Not bad for someone who says he doesn't even like hockey very much.
"My favorite sport has always been baseball," Blair says. "I never watch hockey on t.v., and I never really go to any hockey games, but I always go to baseball games and watch baseball on t.v.
"I always wanted to be a baseball player."
While Blair may get a chance to earn his living with a quick glove and rapid reflexes, he'll have a stick, not a bat in his hand. He'll be wearing a flashy Calgary Flames jersey, not demure Yankee pinstripes. And he'll be towing ice, not sod.
"I quit playing baseball when I was 17," Blair recalls. "We got to the provincial championships in hockey, got beat in the finals and I got hurt the next winter. I went to the doctor and he pretty well said you have to make a decision--your back won't really handle it. And I chose hockey."
Although he was a pitcher and shortstop ("because I always like to be involved in the game like the goalie") for a powerful local baseball entry, Blair laid down his fielder's mitt and bat forever.
"I never really thought of becoming a baseball player," Blair says. "You can't be a great baseball player coming from Canada. I just played the sport because I liked it so much and I played hockey because I thought I had a chance of going somewhere."
His father thinks that troubles in the batter's box, in addition to the growing prowess at hockey, had a hand in the decision. "His weakness was hitting; he wasn't a power hitter," Matthew Blair says. "He was a crummy hitter."
But the younger Blair's determination to concentrate on hockey for the future didn't mean his devotion to that sport grew any greater--or his devotion to baseball any smaller. "He was always busy....I wished he would sit down and watch hockey with me," Matthew Blair says.

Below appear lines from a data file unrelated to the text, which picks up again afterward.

//! # svgass ass
//!
//! Writes converted shapes as ASS vector drawings.
//!
//! A drawing is a paint override block followed by drawing commands in
//! drawing mode:
//!
//! ```text
//! {\1c&H0000FF&\1a&H00&\3c&H000000&\3a&HFF&\bord1}{\shad0\an7\p1}m 0 0 l 10 0 10 10{\p0}
//! ```
//!
//! How shapes are grouped is decided by [`BatchMode`]: `layout` keeps the
//! whole document in one drawing (positions stay correct, every shape takes
//! the first shape's paint), `colors` starts a new drawing for every shape
//! (each keeps its paint, but ASS lays the drawings out one after another).

use std::io::Write;
use svgass_common::{BatchMode, ConvertConfig};
use svgass_draw::{DrawResult, Emitter, Paint};
use svgass_geom::Vector;
use tracing::trace;

const DRAWING_ON: &str = r"{\shad0\an7\p1}";
const DRAWING_OFF: &str = r"{\p0}";

/// Format `value` with `precision` fractional digits, then strip trailing
/// zeros and a dangling point. Negative zero prints as `0`.
pub fn format_number(value: f64, precision: usize) -> String {
    let mut text = format!("{:.*}", precision, value);
    if text.contains('.') {
        let trimmed = text.trim_end_matches('0').trim_end_matches('.').len();
        text.truncate(trimmed);
    }
    if text == "-0" {
        text.remove(0);
    }
    text
}

/// Paint override block for one shape.
pub fn paint_block(paint: &Paint, precision: usize) -> String {
    format!(
        r"{{\1c&H{:06X}&\1a&H{:02X}&\3c&H{:06X}&\3a&H{:02X}&\bord{}}}",
        paint.fill.color_or_black().to_bgr(),
        paint.fill.alpha(),
        paint.stroke.color_or_black().to_bgr(),
        paint.stroke.alpha(),
        format_number(paint.stroke_width, precision),
    )
}

#[derive(Debug, Clone, Copy, PartialEq, Eq)]
enum Command {
    Move,
    Line,
    Bezier,
}

impl Command {
    fn letter(self) -> char {
        match self {
            Command::Move => 'm',
            Command::Line => 'l',
            Command::Bezier => 'b',
        }
    }
}

/// [`Emitter`] producing ASS drawing text.
pub struct AssWriter<W: Write> {
    out: W,
    precision: usize,
    batch: BatchMode,
    /// Inside `{\p1}` ... `{\p0}`.
    drawing: bool,
    /// Shapes seen in the current document.
    shapes: usize,
    last: Option<Command>,
}

impl<W: Write> AssWriter<W> {
    pub fn new(out: W, precision: u8, batch: BatchMode) -> Self {
        Self {
            out,
            precision: usize::from(precision),
            batch,
            drawing: false,
            shapes: 0,
            last: None,
        }
    }

    pub fn from_config(out: W, config: &ConvertConfig) -> Self {
        Self::new(out, config.precision, config.batch_mode)
    }

    pub fn get_ref(&self) -> &W {
        &self.out
    }

    pub fn into_inner(self) -> W {
        self.out
    }

    fn start_drawing(&mut self) -> DrawResult<()> {
        if !self.drawing {
            self.out.write_all(DRAWING_ON.as_bytes())?;
            self.drawing = true;
            self.last = None;
        }
        Ok(())
    }

    fn stop_drawing(&mut self) -> DrawResult<()> {
        if self.drawing {
            self.out.write_all(DRAWING_OFF.as_bytes())?;
            self.drawing = false;
        }
        Ok(())
    }

    /// Write a command letter unless it repeats a line command.
    fn command(&mut self, command: Command) -> DrawResult<()> {
        self.start_drawing()?;
        let repeat = command == Command::Line && self.last == Some(Command::Line);
        if !repeat {
            if self.last.is_some() {
                self.out.write_all(b" ")?;
            }
            write!(self.out, "{}", command.letter())?;
        }
        self.last = Some(command);
        Ok(())
    }

    fn point(&mut self, p: Vector) -> DrawResult<()> {
        write!(
            self.out,
            " {} {}",
            format_number(p.x, self.precision),
            format_number(p.y, self.precision)
        )?;
        Ok(())
    }
}

impl<W: Write> Emitter for AssWriter<W> {
    fn begin_document(&mut self) -> DrawResult<()> {
        self.shapes = 0;
        self.drawing = false;
        self.last = None;
        Ok(())
    }

    fn begin_shape(&mut self, paint: &Paint) -> DrawResult<()> {
        let fresh = match self.batch {
            BatchMode::Colors => true,
            BatchMode::Layout => self.shapes == 0,
        };
        if fresh {
            let block = paint_block(paint, self.precision);
            trace!(%block, "paint");
            self.out.write_all(block.as_bytes())?;
            self.start_drawing()?;
        }
        self.shapes += 1;
        Ok(())
    }

    fn move_to(&mut self, to: Vector) -> DrawResult<()> {
        self.command(Command::Move)?;
        self.point(to)
    }

    fn line_to(&mut self, to: Vector) -> DrawResult<()> {
        self.command(Command::Line)?;
        self.point(to)
    }

    fn cubic_to(&mut self, c1: Vector, c2: Vector, to: Vector) -> DrawResult<()> {
        self.command(Command::Bezier)?;
        self.point(c1)?;
        self.point(c2)?;
        self.point(to)
    }

    fn end_shape(&mut self) -> DrawResult<()> {
        if self.batch == BatchMode::Colors {
            self.stop_drawing()?;
        }
        Ok(())
    }

    fn end_document(&mut self) -> DrawResult<()> {
        self.stop_drawing()?;
        self.out.write_all(b"\n")?;
        self.out.flush()?;
        Ok(())
    }
}

#[cfg(test)]
mod tests {
    use super::*;
    use svgass_draw::{Color, PaintChannel};

    fn v(x: f64, y: f64) -> Vector {
        Vector::new(x, y)
    }

    fn written(writer: AssWriter<Vec<u8>>) -> String {
        String::from_utf8(writer.into_inner()).unwrap()
    }

    #[test]
    fn test_format_number() {
        assert_eq!(format_number(1.0, 1), "1");
        assert_eq!(format_number(1.24, 1), "1.2");
        assert_eq!(format_number(1.26, 1), "1.3");
        assert_eq!(format_number(10.0, 3), "10");
        assert_eq!(format_number(0.4, 0), "0");
        assert_eq!(format_number(-0.01, 1), "0");
        assert_eq!(format_number(-0.0, 2), "0");
        assert_eq!(format_number(-2.5, 2), "-2.5");
        assert_eq!(format_number(100.0, 0), "100");
        assert_eq!(format_number(0.123456, 5), "0.12346");
    }

    #[test]
    fn test_paint_block() {
        let paint = Paint {
            fill: PaintChannel {
                color: Some(Color::from_rgb(0x11, 0x22, 0x33)),
                opacity: 0.5,
            },
            stroke: PaintChannel::none(),
            stroke_width: 1.5,
        };
        assert_eq!(
            paint_block(&paint, 1),
            r"{\1c&H332211&\1a&H80&\3c&H000000&\3a&HFF&\bord1.5}"
        );
    }

    #[test]
    fn test_line_commands_share_a_letter() {
        let mut w = AssWriter::new(Vec::new(), 1, BatchMode::Layout);
        w.begin_document().unwrap();
        w.begin_shape(&Paint::default()).unwrap();
        w.move_to(v(0.0, 0.0)).unwrap();
        w.line_to(v(10.0, 0.0)).unwrap();
        w.line_to(v(10.0, 10.5)).unwrap();
        w.cubic_to(v(1.0, 2.0), v(3.0, 4.0), v(5.0, 6.0)).unwrap();
        w.line_to(v(0.0, 0.0)).unwrap();
        w.end_shape().unwrap();
        w.end_document().unwrap();

        assert_eq!(
            written(w),
            concat!(
                r"{\1c&H000000&\1a&H00&\3c&H000000&\3a&HFF&\bord1}",
                r"{\shad0\an7\p1}m 0 0 l 10 0 10 10.5 b 1 2 3 4 5 6 l 0 0{\p0}",
                "\n"
            )
        );
    }

    #[test]
    fn test_layout_mode_keeps_one_drawing() {
        let mut red = Paint::default();
        red.fill = PaintChannel::solid(Color::from_rgb(255, 0, 0));

        let mut w = AssWriter::new(Vec::new(), 0, BatchMode::Layout);
        w.begin_document().unwrap();
        w.begin_shape(&red).unwrap();
        w.move_to(v(1.0, 1.0)).unwrap();
        w.end_shape().unwrap();
        w.begin_shape(&Paint::default()).unwrap();
        w.move_to(v(2.0, 2.0)).unwrap();
        w.line_to(v(3.0, 3.0)).unwrap();
        w.end_shape().unwrap();
        w.end_document().unwrap();

        let text = written(w);
        assert_eq!(text.matches(r"\p1").count(), 1);
        assert!(text.starts_with(r"{\1c&H0000FF&"));
        assert!(text.ends_with("m 1 1 m 2 2 l 3 3{\\p0}\n"));
    }

    #[test]
    fn test_colors_mode_draws_each_shape() {
        let mut w = AssWriter::new(Vec::new(), 1, BatchMode::Colors);
        w.begin_document().unwrap();
        for _ in 0..2 {
            w.begin_shape(&Paint::default()).unwrap();
            w.move_to(v(0.0, 0.0)).unwrap();
            w.line_to(v(1.0, 0.0)).unwrap();
            w.end_shape().unwrap();
        }
        w.end_document().unwrap();

        let shape = r"{\1c&H000000&\1a&H00&\3c&H000000&\3a&HFF&\bord1}{\shad0\an7\p1}m 0 0 l 1 0{\p0}";
        assert_eq!(written(w), format!("{}{}\n", shape, shape));
    }

    #[test]
    fn test_empty_document_is_a_blank_line() {
        let mut w = AssWriter::new(Vec::new(), 1, BatchMode::Layout);
        w.begin_document().unwrap();
        w.end_document().unwrap();
        assert_eq!(written(w), "\n");
    }
}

Ever since he started playing hockey at the age of five, Blair had been giving it his all. After putting in two years as a defenseman on the community all-star team, he decided to switch to playing goal.
"I just like it more or less because it was the most important part of the team," Blair says. "You're always involved. You're always on the ice, and when you're a little kid, you always want to be on the ice."

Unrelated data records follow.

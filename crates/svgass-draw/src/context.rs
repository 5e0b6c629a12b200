//! Rendering context and its cascade.

use crate::color::Color;
use crate::error::{DrawError, DrawResult};
use serde::{Deserialize, Serialize};
use svgass_geom::{Transform2D, Vector};

/// One paint channel (fill or stroke).
#[derive(Debug, Clone, Copy, PartialEq, Serialize, Deserialize)]
pub struct PaintChannel {
    /// `None` means the channel is painted with `none`.
    pub color: Option<Color>,
    /// Opacity in `[0, 1]`.
    pub opacity: f64,
}

impl PaintChannel {
    pub const fn solid(color: Color) -> Self {
        Self {
            color: Some(color),
            opacity: 1.0,
        }
    }

    pub const fn none() -> Self {
        Self {
            color: None,
            opacity: 1.0,
        }
    }

    /// Color to emit; black when the channel is `none`.
    pub fn color_or_black(&self) -> Color {
        self.color.unwrap_or(Color::BLACK)
    }

    /// Transparency on the inverted 0 (opaque) ..= 255 (invisible) scale.
    pub fn alpha(&self) -> u8 {
        if self.color.is_none() {
            return 255;
        }
        let opacity = if self.opacity.is_nan() {
            1.0
        } else {
            self.opacity.clamp(0.0, 1.0)
        };
        (255.0 - opacity * 255.0).round() as u8
    }
}

/// Fill and stroke state of an element.
#[derive(Debug, Clone, Copy, PartialEq, Serialize, Deserialize)]
pub struct Paint {
    pub fill: PaintChannel,
    pub stroke: PaintChannel,
    pub stroke_width: f64,
}

impl Default for Paint {
    fn default() -> Self {
        Self {
            fill: PaintChannel::solid(Color::BLACK),
            stroke: PaintChannel::none(),
            stroke_width: 1.0,
        }
    }
}

/// Inherited state of the innermost open element.
#[derive(Debug, Clone, PartialEq)]
pub struct RenderContext {
    pub origin: Vector,
    pub transform: Transform2D,
    pub paint: Paint,
    /// Cleared inside subtrees that never render (`defs`, `display="none"`, ...).
    pub rendered: bool,
}

impl RenderContext {
    pub fn new(origin: Vector) -> Self {
        Self {
            origin,
            transform: Transform2D::identity(),
            paint: Paint::default(),
            rendered: true,
        }
    }

    /// Map a local point into output space.
    pub fn map(&self, local: Vector, scale: f64) -> Vector {
        self.transform.apply(local + self.origin) * scale
    }
}

impl Default for RenderContext {
    fn default() -> Self {
        Self::new(Vector::ZERO)
    }
}

/// Stack of saved contexts with the live one kept on top.
///
/// Growth is geometric and unbounded; an allocation failure surfaces as
/// [`DrawError::ResourceExhausted`] instead of aborting.
#[derive(Debug)]
pub struct ContextStack {
    current: RenderContext,
    saved: Vec<RenderContext>,
}

impl ContextStack {
    pub fn new(root: RenderContext) -> Self {
        Self {
            current: root,
            saved: Vec::new(),
        }
    }

    pub fn current(&self) -> &RenderContext {
        &self.current
    }

    pub fn current_mut(&mut self) -> &mut RenderContext {
        &mut self.current
    }

    /// Number of saved contexts.
    pub fn depth(&self) -> usize {
        self.saved.len()
    }

    /// Save a copy of the current context; the child starts from it.
    pub fn push(&mut self) -> DrawResult<()> {
        self.saved
            .try_reserve(1)
            .map_err(|_| DrawError::ResourceExhausted {
                what: "context stack",
            })?;
        self.saved.push(self.current.clone());
        Ok(())
    }

    /// Restore the most recently saved context.
    ///
    /// An empty stack leaves the current context untouched and reports
    /// [`DrawError::ContextUnderflow`].
    pub fn pop(&mut self) -> DrawResult<RenderContext> {
        let restored = self.saved.pop().ok_or(DrawError::ContextUnderflow)?;
        Ok(std::mem::replace(&mut self.current, restored))
    }

    /// Restore the context saved at `depth`, discarding everything pushed
    /// after it. Returns how many contexts were discarded.
    pub fn unwind_to(&mut self, depth: usize) -> usize {
        if depth >= self.saved.len() {
            return 0;
        }
        let discarded = self.saved.len() - depth;
        self.saved.truncate(depth + 1);
        if let Some(restored) = self.saved.pop() {
            self.current = restored;
        }
        discarded
    }
}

When he tried to move to playing net, the coach told him he couldn't make the team at that position. But Blair stuck out a year in the house (regular) league--and a year later he was the new all-star goalie.
"I was just looking at those funny old pictures," Matthew Blair, who works in commercial real estate, remembers. "He's there with glasses and the big pads. He was always so serious. He got the key to the rink and he'd get me up early about 5 a.m. and go to the rink and I would take shots on him until the other kids got there. One time he got me up at 4:30 and that was it."
Growing up in Stoney Creek, Ont., a small community on the outskirts of Hamilton, Blair soon found his hockey skills in demand.
When he reached the age of 15, Blair joined the Stoney Creek junior team, which plays at the junior C level. Canadian amateur hockey has four levels of juniors: junior C the lowest, junior B, Tier II junior A and Tier I (major) junior A.
Players in Tier I are often very high NHL draft picks and have usually foregone higher education to play at that level. Tier II junior A is played at a slightly lower level, and involves far fewer drafted players. Many players in Tier II, however, go on to play collegiate hockey in the United States and Canada.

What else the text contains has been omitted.